Los pensamientos de ascensor no se dan en ningún otro sitio. Subir escaleras mola, baja tripa y sube glúteos, pero no te deja pensar en nada porque en lo que piensas es en no tropezar.

Minutos antes de escribir esta columna, subo hasta el quinto en un ascensor de seis puertas: la de hierro, con reja, mal pintada de verde carruaje, chirriante y pesada, que da paso a otras dos medias puertas de madera, de esas que huelen a madera vieja. Si las dejas abiertas, te aseguro que los hijos de un escritor muy famoso que es mi vecino de abajo lo han cogido como hobby- el elevador no funciona y entonces no escucho pensamientos de ascensor sino mi rebufo en la escalera que hasta donde vivo tiene 120 peldaños.

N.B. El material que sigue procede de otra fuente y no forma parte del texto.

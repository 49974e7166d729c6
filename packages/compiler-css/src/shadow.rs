//! box-shadow synthesis from the four independent effect fields

use adminstyle_settings::{EffectSettings, ShadowDirection, ShadowIntensity};

/// Shadow color used when none is configured
pub const DEFAULT_SHADOW_COLOR: &str = "rgba(0, 0, 0, 0.2)";

/// Intensity → (offset magnitude, spread, default blur), all px
fn intensity_table(intensity: ShadowIntensity) -> Option<(i64, i64, i64)> {
    match intensity {
        ShadowIntensity::None => None,
        ShadowIntensity::Subtle => Some((2, 0, 4)),
        ShadowIntensity::Medium => Some((4, 1, 8)),
        ShadowIntensity::Strong => Some((8, 2, 16)),
    }
}

/// Direction → signed unit vector (x, y); y grows downwards
fn direction_vector(direction: ShadowDirection) -> (i64, i64) {
    match direction {
        ShadowDirection::Top => (0, -1),
        ShadowDirection::Right => (1, 0),
        ShadowDirection::Bottom => (0, 1),
        ShadowDirection::Left => (-1, 0),
        ShadowDirection::Center => (0, 0),
    }
}

fn px(value: i64) -> String {
    if value == 0 {
        "0".to_string()
    } else {
        format!("{}px", value)
    }
}

/// The `box-shadow` value for an element, or `None` when the intensity is
/// unset or `none`
pub fn box_shadow(effect: &EffectSettings) -> Option<String> {
    let (magnitude, spread, default_blur) = intensity_table(effect.shadow_intensity?)?;
    let (dx, dy) = direction_vector(effect.shadow_direction.unwrap_or(ShadowDirection::Bottom));
    let blur = effect.shadow_blur.unwrap_or(default_blur);
    let color = effect
        .shadow_color
        .as_ref()
        .map(|color| color.as_str())
        .unwrap_or(DEFAULT_SHADOW_COLOR);

    Some(format!(
        "{} {} {} {} {}",
        px(magnitude * dx),
        px(magnitude * dy),
        px(blur),
        px(spread),
        color
    ))
}

#[cfg(test)]
mod tests {
    use super::*;
    use adminstyle_settings::HexColor;

    fn effect(intensity: Option<ShadowIntensity>, direction: Option<ShadowDirection>) -> EffectSettings {
        EffectSettings {
            shadow_intensity: intensity,
            shadow_direction: direction,
            ..EffectSettings::default()
        }
    }

    #[test]
    fn test_none_and_unset_suppress_shadow() {
        assert_eq!(box_shadow(&effect(None, Some(ShadowDirection::Top))), None);
        assert_eq!(box_shadow(&effect(Some(ShadowIntensity::None), None)), None);
    }

    #[test]
    fn test_direction_scales_magnitude() {
        assert_eq!(
            box_shadow(&effect(Some(ShadowIntensity::Medium), Some(ShadowDirection::Top))).unwrap(),
            "0 -4px 8px 1px rgba(0, 0, 0, 0.2)"
        );
        assert_eq!(
            box_shadow(&effect(Some(ShadowIntensity::Strong), Some(ShadowDirection::Left))).unwrap(),
            "-8px 0 16px 2px rgba(0, 0, 0, 0.2)"
        );
        assert_eq!(
            box_shadow(&effect(Some(ShadowIntensity::Subtle), Some(ShadowDirection::Center))).unwrap(),
            "0 0 4px 0 rgba(0, 0, 0, 0.2)"
        );
    }

    #[test]
    fn test_defaults_to_bottom() {
        assert_eq!(
            box_shadow(&effect(Some(ShadowIntensity::Subtle), None)).unwrap(),
            "0 2px 4px 0 rgba(0, 0, 0, 0.2)"
        );
    }

    #[test]
    fn test_blur_and_color_pass_through() {
        let effect = EffectSettings {
            shadow_intensity: Some(ShadowIntensity::Medium),
            shadow_direction: Some(ShadowDirection::Right),
            shadow_blur: Some(0),
            shadow_color: HexColor::parse("#00000033"),
            ..EffectSettings::default()
        };

        assert_eq!(box_shadow(&effect).unwrap(), "4px 0 0 1px #00000033");
    }
}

Rumbo al primero pienso que todo cambia muy rápido, aunque el ascensor ascienda lento. ¿Para que quiere ser eléctrica Harley-Davidson? Me sorprende que el Playboy se vea mejor en el teléfono. Dicen que ahora hay cines que se anuncian para que comas y bebas dentro (a semejanza del Electric en Londres).

Patente de Elisha Otis del primer ascensor el 15 de enero de 1861.

Ya en el segundo. Pienso que los chicos aprenden de sexo en una televisión que hay en el teléfono. Que a una mujer bonita no se le puede decir un piropo sin arriesgarse a caer o quedar mal. Que hay estudiantes que insultan al maestro y el maestro, para defenderse, tiene que tirar de educación. Que al aprendiz se le llama becario y que el becario tiene más derechos que el oficial.

Veo la señal del tercero y al vecino escritor cuyos hijos se dejan las puertas abiertas. Saludo. Pienso en como las fotografías personales se las pasamos a alguien que nos los cuida y que vive en una nube. Y en el día que esa nube truene y descargue una granizada de imágenes sobre todos, sin preguntarnos si queremos que los demás vean nuestras fotos. Pienso que un kilo de tomates buenos vale seis euros. Que viviremos cien años y a este paso, tengo 54, trabajaré para comprar tomates que sepan a tomate. Que el español está todo el día protestando. Somos católicos “protestantes”.

Elisha Otis, presentando su ascensor en Nueva York.

Estoy ya en el cuarto. Es cambiar de planta y me da por pensar que las casas son cada vez más pequeñas pero cada vez tenemos más cosas. Me alarmo al revisar que gente que no te conoce te puede insultar a través del teléfono. Que confundimos informarnos con refrendarnos. Que en la sala Vip del aeropuerto ya hay más gente que fuera. Que navegar es un lujo, cuando el ser humano navega antes si quiera que hubiese luz eléctrica.

El quinto llega rápido. Vivo aquí. Un segundo antes de que se detenga el elevador inventado por Elisha Graves Otis en 1854. A la gente le daba miedo usarlo. La dificultad del invento no residía tanto en subir personas como en que el ascensor en caso de rotura quedase sujeto por un cable de seguridad. Hasta entonces nadie quiso fabricarlo. Y entonces se para la máquina y me pregunto ¿que tipo de pensamientos tendrán las personas que vivan en una entreplanta? A la salida hay tres puertas más, las dos de madera que procuro encajen bien para no joder al vecindario, y la de hierro de arriba, que es mi amiga. La siento así. La cierro y todo lo que he pensado se esfuma.